Two immediate types of adjustments ought to be made. In the short run, the PA needs to be shielded from the vagaries of Israeli-Palestinian political relations and the kinds of shocks that could set off a chain reaction within the brittle system:

  • On the economic side, tax clearance revenues collected by Israel could be passed to a third party that would pass them to the PA. Israel is unlikely to readily accept such a deal, because it wants to maintain leverage over the Palestinians, so the U.S. and Europe would need to press.
  • On the security side, Israel should do more to rein in settlers whose attacks on Palestinians, many Israeli security officials believe, could precipitate the next uprising. It also should end incursions into Palestinian areas and arrests of security personnel, except in the most unavoidable circumstances, since these could start an escalatory cycle.
  • The resumption of negotiations could help postpone escalation – not because Palestinians have much faith in what they might deliver, but because they would give the leadership a reason to delay moves that could precipitate an escalatory dynamic, such as steps at the International Criminal Court (ICC) or other international bodies, and because they might convince some in the security forces that the PA has not yet run its course as a national project. In this sense, a settlement freeze or prisoner release, insofar as they would facilitate renewed negotiations, likewise could buy time. The corollary, however, is that a breakdown in the talks risks accelerating the very dynamics they are meant to forestall, and thus that negotiations for the sake of negotiations risk doing more harm than good.

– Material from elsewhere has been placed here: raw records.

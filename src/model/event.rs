//! Event: one recorded causal step.

use super::{Driver, NonEmpty};

/// One recorded causal step: which drivers were active, which one caused
/// the step, what effect resulted, and the contextual state at that point.
///
/// An event cannot exist without at least one driver; [`Event::new`] is the
/// only way to build one. `cause` is not required to be a member of
/// `drivers`: no referential check is made, and callers must not assume
/// one.
#[derive(Debug, Clone, PartialEq, Eq)]
pub struct Event {
    pub drivers: NonEmpty<Driver>,
    pub cause: Driver,
    pub effect: String,
    pub context: String,
    pub pending_effect_edit: Option<String>,
}

impl Event {
    /// Builds an event from raw wire-shaped parts.
    ///
    /// Returns `None` when `drivers` is empty. An empty `pending_effect_edit`
    /// is the wire sentinel for "no pending edit" and collapses to `None`
    /// here, at construction time.
    pub fn new(
        drivers: Vec<Driver>,
        cause: Driver,
        effect: impl Into<String>,
        context: impl Into<String>,
        pending_effect_edit: impl Into<String>,
    ) -> Option<Self> {
        let edit = pending_effect_edit.into();
        Some(Self {
            drivers: NonEmpty::new(drivers)?,
            cause,
            effect: effect.into(),
            context: context.into(),
            pending_effect_edit: if edit.is_empty() { None } else { Some(edit) },
        })
    }
}

#[cfg(test)]
mod tests {
    use super::*;

    fn sample_driver() -> Driver {
        Driver::new("a-label", "a-action", "a-id")
    }

    #[test]
    fn rejects_zero_drivers() {
        let event = Event::new(vec![], sample_driver(), "effect", "context", "");
        assert_eq!(event, None);
    }

    #[test]
    fn empty_pending_edit_is_absent() {
        let event = Event::new(
            vec![sample_driver()],
            sample_driver(),
            "effect",
            "context",
            "",
        )
        .unwrap();
        assert_eq!(event.pending_effect_edit, None);
    }

    #[test]
    fn nonempty_pending_edit_is_present() {
        let event = Event::new(
            vec![sample_driver()],
            sample_driver(),
            "effect",
            "context",
            "pendingEffectEdit",
        )
        .unwrap();
        assert_eq!(
            event.pending_effect_edit.as_deref(),
            Some("pendingEffectEdit")
        );
    }

    #[test]
    fn cause_membership_is_not_validated() {
        let outsider = Driver::new("b-label", "", "b-id");
        let event = Event::new(
            vec![sample_driver()],
            outsider.clone(),
            "effect",
            "context",
            "",
        )
        .unwrap();
        assert_eq!(event.cause, outsider);
    }
}
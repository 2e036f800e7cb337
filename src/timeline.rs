//! The view-facing projection of a session, and the intents it emits.
//!
//! [`TimelineModel`] is what the screen renders: one value per update,
//! never mutated in place. The previous value is retained only long enough
//! to diff against the next one. Equality is fully structural, including
//! both fields of `selected`.

use ratatui::style::Color;

/// A driver as displayed in the driver strip.
///
/// The wire-level empty-string action has already been normalized to an
/// `Option` by the time it gets here.
#[derive(Debug, Clone, PartialEq, Eq)]
pub struct DriverView {
    pub label: String,
    pub action: Option<String>,
    pub background: Color,
    pub side: Color,
}

/// One cause/effect row with the operator's approval flag.
#[derive(Debug, Clone, PartialEq, Eq)]
pub struct CauseEffectView {
    pub cause: String,
    pub effect: String,
    pub approved: bool,
    pub color: Color,
}

/// The highlighted row. `index` is always a valid index into
/// `causes_effects`, guaranteed by the producing projection and relied on by
/// the reconciler.
#[derive(Debug, Clone, Copy, PartialEq, Eq)]
pub struct Selection {
    pub color: Color,
    pub index: usize,
}

/// Connection to the observed application.
#[derive(Debug, Clone, Copy, Default, PartialEq, Eq)]
pub enum Connection {
    Idle,
    Connecting,
    Connected,
    #[default]
    Disconnected,
}

/// How the session treats incoming events and outgoing effects.
#[derive(Debug, Clone, Copy, Default, PartialEq, Eq)]
pub enum PlaybackMode {
    #[default]
    Playing,
    PlayingAndSendingEffects,
    Recording,
}

/// Everything the timeline screen shows for one session state.
#[derive(Debug, Clone, Default, PartialEq, Eq)]
pub struct TimelineModel {
    pub drivers: Vec<DriverView>,
    pub causes_effects: Vec<CauseEffectView>,
    pub presented_state: String,
    pub selected: Option<Selection>,
    pub connection: Connection,
    pub playback: PlaybackMode,
    pub is_displaying_save: bool,
}

/// An operator intent, emitted outward on the action stream.
///
/// Ephemeral: actions are folded into the next session state and never
/// stored.
#[derive(Debug, Clone, PartialEq, Eq)]
pub enum Action {
    None,
    ScrolledToIndex(usize),
    ToggledApproval { index: usize, is_approved: bool },
    PlaybackModeSelected(PlaybackMode),
    PendingStateEditCommitted(String),
    PendingStateEditDrafted(String),
}
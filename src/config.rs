//! Wake configuration.
//!
//! Loaded from `~/.wake/config.toml`. Every field has a default, so a
//! missing file is a valid configuration.

use std::fs;
use std::path::PathBuf;

use serde::{Deserialize, Serialize};

/// Wake configuration.
#[derive(Debug, Clone, Default, Serialize, Deserialize)]
#[serde(rename_all = "kebab-case")]
pub struct Config {
    /// Overrides the session storage root (`~/.wake/sessions`).
    pub session_root: Option<PathBuf>,
}

impl Config {
    /// Load config from `~/.wake/config.toml`.
    /// A missing file yields the defaults; an unreadable or invalid file is
    /// an error.
    pub fn load() -> Result<Self, String> {
        let path = Self::path().ok_or("could not determine home directory")?;

        if !path.exists() {
            return Ok(Self::default());
        }

        let contents = fs::read_to_string(&path)
            .map_err(|e| format!("failed to read {}: {e}", path.display()))?;

        toml::from_str(&contents).map_err(|e| format!("invalid config at {}: {e}", path.display()))
    }

    /// The config file path: `~/.wake/config.toml`.
    pub fn path() -> Option<PathBuf> {
        dirs::home_dir().map(|h| h.join(".wake").join("config.toml"))
    }
}
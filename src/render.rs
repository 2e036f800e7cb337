//! The render reconciler: diffs two timeline models into view mutations.
//!
//! [`reconcile`] is pure and total: it never touches a widget, never
//! sleeps, and never mutates its inputs. The widget layer applies the
//! returned mutations in order and schedules the side effects with its own
//! primitives. Each rule below is an independent check; their results are
//! concatenated.

use ratatui::style::Color;

use crate::timeline::{Connection, DriverView, PlaybackMode, TimelineModel};

/// One observable UI change.
#[derive(Debug, Clone, PartialEq, Eq)]
pub enum ViewMutation {
    /// Tear down and rebuild the driver strip. Whole-list rebuild is the
    /// policy; individual drivers are never diffed.
    ReplaceAllDriverViews(Vec<DriverView>),

    /// Move the playback selector. Idempotent; emitted on every pass.
    SetPlaybackModeIndicator(PlaybackMode),

    /// Overwrite the presented-state text. Gated on inequality: an
    /// unconditional overwrite would clobber an in-progress operator edit.
    SetPresentedStateText(String),

    /// Reload the cause/effect list from the current model, the way a
    /// collection view re-queries its data source. Whole-list reload is the
    /// policy; rows are never diffed individually.
    ReloadCauseEffectList,

    /// Repaint one currently-visible row's selection highlight.
    UpdateRowHighlight {
        index: usize,
        is_selected: bool,
        background: Color,
    },

    /// Drive the connection widgets: a busy indicator and a
    /// "disconnected" banner.
    SetConnectionIndicator {
        busy: bool,
        disconnected_banner: bool,
    },

    /// Show or hide the save control. Emitted on every pass; the widget
    /// layer applies it inside its animated-transition primitive.
    SetSaveControlVisibility(bool),
}

/// A non-mutation action tied to a render pass.
#[derive(Debug, Clone, Copy, PartialEq, Eq)]
pub enum SideEffect {
    /// Center the timeline on `index`, animated, once the next layout pass
    /// has settled. Scrolling synchronously would race the list reload, so
    /// the widget layer must defer this with its own scheduling primitive.
    ScrollToIndexAnimated { index: usize },
}

/// Everything one reconciliation produced, in application order.
#[derive(Debug, Clone, Default, PartialEq, Eq)]
pub struct RenderPass {
    pub mutations: Vec<ViewMutation>,
    pub effects: Vec<SideEffect>,
}

/// Row background when a row is not the selection.
const UNSELECTED_ROW: Color = Color::Reset;

/// Computes the minimal set of mutations and side effects that bring a view
/// showing `old` up to date with `new`.
///
/// `visible` is the set of row indices currently on screen, supplied by the
/// widget layer; the reconciler does not itself know what is visible.
/// `force_full` is true exactly once per screen lifetime (the bootstrap
/// render) and forces every gated rule, so the view starts fully populated
/// instead of relying on a diff against a default model.
pub fn reconcile(
    old: &TimelineModel,
    new: &TimelineModel,
    force_full: bool,
    visible: &[usize],
) -> RenderPass {
    let mut mutations = Vec::new();
    let mut effects = Vec::new();

    if force_full || old.drivers != new.drivers {
        mutations.push(ViewMutation::ReplaceAllDriverViews(new.drivers.clone()));
    }

    mutations.push(ViewMutation::SetPlaybackModeIndicator(new.playback));

    if force_full || new.presented_state != old.presented_state {
        mutations.push(ViewMutation::SetPresentedStateText(
            new.presented_state.clone(),
        ));
    }

    if force_full || new.causes_effects != old.causes_effects {
        mutations.push(ViewMutation::ReloadCauseEffectList);
    }

    if let Some(selected) = new.selected {
        if force_full || old.selected != Some(selected) {
            for &index in visible {
                let is_selected = index == selected.index;
                mutations.push(ViewMutation::UpdateRowHighlight {
                    index,
                    is_selected,
                    background: if is_selected {
                        selected.color
                    } else {
                        UNSELECTED_ROW
                    },
                });
            }
        }
    }

    if new.playback == PlaybackMode::Recording
        && new.causes_effects != old.causes_effects
        && !new.causes_effects.is_empty()
    {
        if let Some(selected) = new.selected {
            effects.push(SideEffect::ScrollToIndexAnimated {
                index: selected.index,
            });
        }
    }

    if force_full || new.connection != old.connection {
        let indicator = match new.connection {
            Connection::Connecting => Some((true, false)),
            Connection::Connected => Some((false, false)),
            Connection::Disconnected => Some((false, true)),
            Connection::Idle => None,
        };
        if let Some((busy, disconnected_banner)) = indicator {
            mutations.push(ViewMutation::SetConnectionIndicator {
                busy,
                disconnected_banner,
            });
        }
    }

    mutations.push(ViewMutation::SetSaveControlVisibility(
        new.is_displaying_save,
    ));

    RenderPass { mutations, effects }
}
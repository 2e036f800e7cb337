//! Home screen: pick a recorded session to replay.

use ratatui::Frame;
use ratatui::layout::{Constraint, Layout};
use ratatui::style::{Color, Modifier, Style};
use ratatui::text::{Line, Span};
use ratatui::widgets::{Block, List, ListItem, Padding, Paragraph};
use uuid::Uuid;

use crate::session::SessionMeta;

pub struct HomeScreen {
    /// Each session with its event count.
    items: Vec<(SessionMeta, usize)>,
    selected: usize,
}

impl HomeScreen {
    pub fn new(items: Vec<(SessionMeta, usize)>) -> Self {
        Self { items, selected: 0 }
    }

    pub fn move_up(&mut self) {
        if self.selected > 0 {
            self.selected -= 1;
        }
    }

    pub fn move_down(&mut self) {
        if self.selected + 1 < self.items.len() {
            self.selected += 1;
        }
    }

    pub fn select(&self) -> Option<Uuid> {
        self.items.get(self.selected).map(|(meta, _)| meta.id)
    }

    pub fn render(&self, frame: &mut Frame) {
        let area = frame.area();

        let chunks = Layout::vertical([
            Constraint::Length(3), // title
            Constraint::Min(0),    // list
            Constraint::Length(1), // help
        ])
        .split(area);

        // Title.
        let title = Paragraph::new(Line::from(vec![Span::styled(
            "Wake",
            Style::default()
                .fg(Color::White)
                .add_modifier(Modifier::BOLD),
        )]))
        .block(Block::default().padding(Padding::new(2, 0, 1, 0)));
        frame.render_widget(title, chunks[0]);

        let muted = Style::default().fg(Color::DarkGray);
        let normal = Style::default().fg(Color::Gray);
        let highlight = Style::default()
            .fg(Color::White)
            .add_modifier(Modifier::BOLD);

        if self.items.is_empty() {
            let empty = Paragraph::new(Line::from(Span::styled(
                "No sessions yet. Import one with `wake import <file>`.",
                muted,
            )))
            .block(Block::default().padding(Padding::new(2, 2, 0, 0)));
            frame.render_widget(empty, chunks[1]);
        } else {
            let list_items: Vec<ListItem> = self
                .items
                .iter()
                .enumerate()
                .map(|(i, (meta, events))| {
                    let style = if i == self.selected { highlight } else { normal };
                    let pointer = if i == self.selected { "› " } else { "  " };
                    ListItem::new(Line::from(vec![
                        Span::styled(pointer, style),
                        Span::styled(meta.name.clone(), style),
                        Span::styled(format!("  [{events} events]"), muted),
                    ]))
                })
                .collect();

            let list =
                List::new(list_items).block(Block::default().padding(Padding::new(2, 2, 0, 0)));
            frame.render_widget(list, chunks[1]);
        }

        // Help line.
        let help = Paragraph::new(Line::from(vec![Span::styled(
            " ↑↓ navigate  ⏎ open  q quit",
            muted,
        )]));
        frame.render_widget(help, chunks[2]);
    }
}
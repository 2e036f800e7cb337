//! Outbound channel of operator intents.
//!
//! [`ActionStream`] is the seam between the widget layer and whatever
//! orchestrates the session: widgets publish [`Action`]s, any number of
//! subscribers consume every one of them in order. The stream is seeded:
//! a fresh subscriber always observes a current value, initially
//! [`Action::None`]. It never closes while the session lives.

use tokio::sync::{broadcast, watch};

use crate::timeline::Action;

/// Default buffer for the broadcast channel. Intents are keystrokes, not
/// bulk data; a slow consumer that lags this far behind has already lost
/// the session.
const DEFAULT_CAPACITY: usize = 64;

/// Multi-subscriber stream of operator intents.
pub struct ActionStream {
    sender: broadcast::Sender<Action>,
    latest: watch::Sender<Action>,
}

impl ActionStream {
    pub fn new(capacity: usize) -> Self {
        let (sender, _) = broadcast::channel(capacity);
        let (latest, _) = watch::channel(Action::None);
        Self { sender, latest }
    }

    /// Publishes an intent to all current subscribers.
    ///
    /// Zero subscribers is not an error; the value still becomes the seed
    /// observed by the next subscriber.
    pub fn emit(&self, action: Action) {
        self.latest.send_replace(action.clone());
        // SendError only means there are no receivers right now.
        let _ = self.sender.send(action);
    }

    /// Subscribes to the stream: the current seed value plus a live feed of
    /// everything emitted from this point on.
    pub fn subscribe(&self) -> (Action, broadcast::Receiver<Action>) {
        (self.latest.borrow().clone(), self.sender.subscribe())
    }
}

impl Default for ActionStream {
    fn default() -> Self {
        Self::new(DEFAULT_CAPACITY)
    }
}
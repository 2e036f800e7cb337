//! Local persistence for recorded sessions.
//!
//! Each session lives in its own directory under the storage root:
//!
//! ```text
//! <root>/<uuid>/
//!   session.json     # SessionMeta: name, created-at, approval flags
//!   events.jsonl     # one codec-encoded event document per line
//! ```
//!
//! The event log goes through the save-file codec, not serde derives: the
//! document shape is the wire contract. A line that fails to decode refuses
//! the whole log rather than producing a partial session.

use std::{fs, io, path::PathBuf};

// Traits must be in scope for `.lines()` on BufReader and `.write_all()` on File.
use io::{BufRead, Write};

use uuid::Uuid;

use crate::codec;
use crate::model::Event;
use crate::session::SessionMeta;

/// Errors that can occur during storage operations.
#[derive(Debug, thiserror::Error)]
pub enum StorageError {
    #[error("session not found: {0}")]
    SessionNotFound(Uuid),

    #[error("session already exists: {0}")]
    SessionAlreadyExists(Uuid),

    #[error("malformed event document at line {line}")]
    EventMalformed { line: usize },

    #[error("I/O error: {0}")]
    Io(#[from] io::Error),

    #[error("JSON error: {0}")]
    Json(#[from] serde_json::Error),
}

pub type Result<T> = core::result::Result<T, StorageError>;

/// Local file-based storage for sessions and their event logs.
pub struct Storage {
    root: PathBuf,
}

impl Storage {
    /// Creates a new storage instance rooted at the given directory.
    ///
    /// The directory is created if it doesn't exist.
    pub fn new(root: impl Into<PathBuf>) -> Result<Self> {
        let root = root.into();
        fs::create_dir_all(&root)?;
        Ok(Self { root })
    }

    /// Returns the default storage root: `~/.wake/sessions/`.
    pub fn default_root() -> Option<PathBuf> {
        dirs::home_dir().map(|h| h.join(".wake").join("sessions"))
    }

    // ── Sessions ──

    /// Creates a new session, writing its metadata to disk.
    pub fn create_session(&self, meta: &SessionMeta) -> Result<()> {
        let dir = self.session_dir(meta.id);
        if dir.exists() {
            return Err(StorageError::SessionAlreadyExists(meta.id));
        }
        fs::create_dir_all(&dir)?;
        let json = serde_json::to_string_pretty(meta)?;
        fs::write(dir.join("session.json"), json)?;
        Ok(())
    }

    /// Updates a session's metadata on disk.
    pub fn update_session(&self, meta: &SessionMeta) -> Result<()> {
        let path = self.session_dir(meta.id).join("session.json");
        if !path.exists() {
            return Err(StorageError::SessionNotFound(meta.id));
        }
        let json = serde_json::to_string_pretty(meta)?;
        fs::write(path, json)?;
        Ok(())
    }

    /// Loads a single session's metadata.
    pub fn load_session(&self, id: Uuid) -> Result<SessionMeta> {
        let path = self.session_dir(id).join("session.json");
        if !path.exists() {
            return Err(StorageError::SessionNotFound(id));
        }
        let json = fs::read_to_string(path)?;
        Ok(serde_json::from_str(&json)?)
    }

    /// Lists all sessions by reading each session directory's metadata.
    pub fn list_sessions(&self) -> Result<Vec<SessionMeta>> {
        let mut sessions = Vec::new();
        let entries = match fs::read_dir(&self.root) {
            Ok(entries) => entries,
            Err(e) if e.kind() == io::ErrorKind::NotFound => return Ok(sessions),
            Err(e) => return Err(e.into()),
        };
        for entry in entries {
            let entry = entry?;
            let path = entry.path().join("session.json");
            if path.is_file() {
                let json = fs::read_to_string(&path)?;
                sessions.push(serde_json::from_str(&json)?);
            }
        }
        sessions.sort_by(|a: &SessionMeta, b: &SessionMeta| a.created_at.cmp(&b.created_at));
        Ok(sessions)
    }

    // ── Event log ──

    /// Appends an event to a session's log.
    pub fn append_event(&self, session_id: Uuid, event: &Event) -> Result<()> {
        let dir = self.session_dir(session_id);
        if !dir.exists() {
            return Err(StorageError::SessionNotFound(session_id));
        }
        let mut file = fs::OpenOptions::new()
            .create(true)
            .append(true)
            .open(dir.join("events.jsonl"))?;
        let mut line = codec::encode_event(event).to_string();
        line.push('\n');
        file.write_all(line.as_bytes())?;
        tracing::debug!(session = %session_id, drivers = event.drivers.len(), "appended event");
        Ok(())
    }

    /// Loads a session's full event log.
    ///
    /// A line that fails to decode is a hard error: a corrupt save refuses
    /// to load instead of yielding a partial history.
    pub fn load_events(&self, session_id: Uuid) -> Result<Vec<Event>> {
        let path = self.session_dir(session_id).join("events.jsonl");
        if !path.exists() {
            if !self.session_dir(session_id).exists() {
                return Err(StorageError::SessionNotFound(session_id));
            }
            return Ok(Vec::new());
        }
        let file = fs::File::open(path)?;
        let reader = io::BufReader::new(file);
        let mut events = Vec::new();
        for (index, line) in reader.lines().enumerate() {
            let line = line?;
            if line.is_empty() {
                continue;
            }
            let doc: serde_json::Value = serde_json::from_str(&line)?;
            let event = codec::decode_event(&doc)
                .ok_or(StorageError::EventMalformed { line: index + 1 })?;
            events.push(event);
        }
        Ok(events)
    }

    /// Rewrites a session's event log in full, e.g. after committed edits.
    ///
    /// Writes to a temporary file first so a crash mid-write can't truncate
    /// the log.
    pub fn save_events(&self, session_id: Uuid, events: &[Event]) -> Result<()> {
        let dir = self.session_dir(session_id);
        if !dir.exists() {
            return Err(StorageError::SessionNotFound(session_id));
        }
        let mut lines = String::new();
        for event in events {
            lines.push_str(&codec::encode_event(event).to_string());
            lines.push('\n');
        }
        let tmp = dir.join("events.jsonl.tmp");
        fs::write(&tmp, lines)?;
        fs::rename(tmp, dir.join("events.jsonl"))?;
        Ok(())
    }

    fn session_dir(&self, id: Uuid) -> PathBuf {
        self.root.join(id.to_string())
    }
}

#[cfg(test)]
mod tests {
    use super::*;

    use jiff::Timestamp;
    use tempfile::TempDir;

    use crate::model::Driver;

    fn test_storage() -> (TempDir, Storage) {
        let dir = TempDir::new().unwrap();
        let storage = Storage::new(dir.path().join("sessions")).unwrap();
        (dir, storage)
    }

    fn sample_meta() -> SessionMeta {
        SessionMeta::new("crash repro")
    }

    fn sample_event(cause: &str) -> Event {
        Event::new(
            vec![
                Driver::new(format!("{cause}-label"), format!("{cause}-action"), cause),
                Driver::new("idle-label", "", "idle"),
            ],
            Driver::new(format!("{cause}-label"), format!("{cause}-action"), cause),
            "effect",
            "context",
            "",
        )
        .unwrap()
    }

    #[test]
    fn create_and_load_session() {
        let (_dir, storage) = test_storage();
        let meta = sample_meta();

        storage.create_session(&meta).unwrap();
        let loaded = storage.load_session(meta.id).unwrap();

        assert_eq!(loaded.id, meta.id);
        assert_eq!(loaded.name, meta.name);
    }

    #[test]
    fn create_duplicate_session_fails() {
        let (_dir, storage) = test_storage();
        let meta = sample_meta();

        storage.create_session(&meta).unwrap();
        let err = storage.create_session(&meta).unwrap_err();

        assert!(matches!(err, StorageError::SessionAlreadyExists(_)));
    }

    #[test]
    fn load_nonexistent_session_fails() {
        let (_dir, storage) = test_storage();
        let err = storage.load_session(Uuid::new_v4()).unwrap_err();

        assert!(matches!(err, StorageError::SessionNotFound(_)));
    }

    #[test]
    fn update_session_approvals() {
        let (_dir, storage) = test_storage();
        let mut meta = sample_meta();

        storage.create_session(&meta).unwrap();
        meta.approved = vec![true, false];
        storage.update_session(&meta).unwrap();

        let loaded = storage.load_session(meta.id).unwrap();
        assert_eq!(loaded.approved, vec![true, false]);
    }

    #[test]
    fn update_nonexistent_session_fails() {
        let (_dir, storage) = test_storage();
        let err = storage.update_session(&sample_meta()).unwrap_err();

        assert!(matches!(err, StorageError::SessionNotFound(_)));
    }

    #[test]
    fn list_sessions_empty() {
        let (_dir, storage) = test_storage();
        assert!(storage.list_sessions().unwrap().is_empty());
    }

    #[test]
    fn list_sessions_returns_all_sorted_by_created_at() {
        let (_dir, storage) = test_storage();

        let mut first = sample_meta();
        first.name = "first".into();
        first.created_at = Timestamp::new(1_000_000_000, 0).unwrap();

        let mut second = sample_meta();
        second.name = "second".into();
        second.created_at = Timestamp::new(2_000_000_000, 0).unwrap();

        // Create in reverse order to verify sorting.
        storage.create_session(&second).unwrap();
        storage.create_session(&first).unwrap();

        let sessions = storage.list_sessions().unwrap();
        assert_eq!(sessions.len(), 2);
        assert_eq!(sessions[0].name, "first");
        assert_eq!(sessions[1].name, "second");
    }

    #[test]
    fn append_and_load_events() {
        let (_dir, storage) = test_storage();
        let meta = sample_meta();
        storage.create_session(&meta).unwrap();

        storage.append_event(meta.id, &sample_event("tap")).unwrap();
        storage
            .append_event(meta.id, &sample_event("scroll"))
            .unwrap();

        let events = storage.load_events(meta.id).unwrap();
        assert_eq!(events.len(), 2);
        assert_eq!(events[0].cause.label, "tap-label");
        assert_eq!(events[1].cause.label, "scroll-label");
    }

    #[test]
    fn load_events_empty_when_no_log() {
        let (_dir, storage) = test_storage();
        let meta = sample_meta();
        storage.create_session(&meta).unwrap();

        assert!(storage.load_events(meta.id).unwrap().is_empty());
    }

    #[test]
    fn load_events_nonexistent_session_fails() {
        let (_dir, storage) = test_storage();
        let err = storage.load_events(Uuid::new_v4()).unwrap_err();

        assert!(matches!(err, StorageError::SessionNotFound(_)));
    }

    #[test]
    fn corrupt_event_line_refuses_the_log() {
        let (dir, storage) = test_storage();
        let meta = sample_meta();
        storage.create_session(&meta).unwrap();
        storage.append_event(meta.id, &sample_event("tap")).unwrap();

        // A structurally valid document that is not a valid event.
        let log = dir
            .path()
            .join("sessions")
            .join(meta.id.to_string())
            .join("events.jsonl");
        let mut file = fs::OpenOptions::new().append(true).open(log).unwrap();
        file.write_all(b"{\"drivers\":[]}\n").unwrap();

        let err = storage.load_events(meta.id).unwrap_err();
        assert!(matches!(err, StorageError::EventMalformed { line: 2 }));
    }

    #[test]
    fn save_events_rewrites_the_log() {
        let (_dir, storage) = test_storage();
        let meta = sample_meta();
        storage.create_session(&meta).unwrap();
        storage.append_event(meta.id, &sample_event("tap")).unwrap();

        let mut edited = sample_event("tap");
        edited.pending_effect_edit = Some("{\"fixed\":true}".into());
        storage.save_events(meta.id, &[edited.clone()]).unwrap();

        let events = storage.load_events(meta.id).unwrap();
        assert_eq!(events, vec![edited]);
    }

    #[test]
    fn append_event_nonexistent_session_fails() {
        let (_dir, storage) = test_storage();
        let err = storage
            .append_event(Uuid::new_v4(), &sample_event("tap"))
            .unwrap_err();

        assert!(matches!(err, StorageError::SessionNotFound(_)));
    }
}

However thick the insulation, it is doubtful it can withstand the test of time or the pressures of mounting frustration. Many conditions for an uprising are objectively in place: political discontent, lack of hope, economic fragility, increased violence and an overwhelming sense that security cooperation serves an Israeli – not Palestinian – interest. At some point – and triggered by an unexpected event – Palestinians may well decide their long-run well-being would be better served by instability, and only by rocking the boat might they come closer to their desired destination. The result likely will differ from the second intifada, as the second differed markedly from the first. But short of steps to unify and reinforce the legitimacy of Palestinian institutions and move Israelis and Palestinians toward a comprehensive peace, another destabilising event sooner or later is inevitable. In buying time, aid dollars go only so far.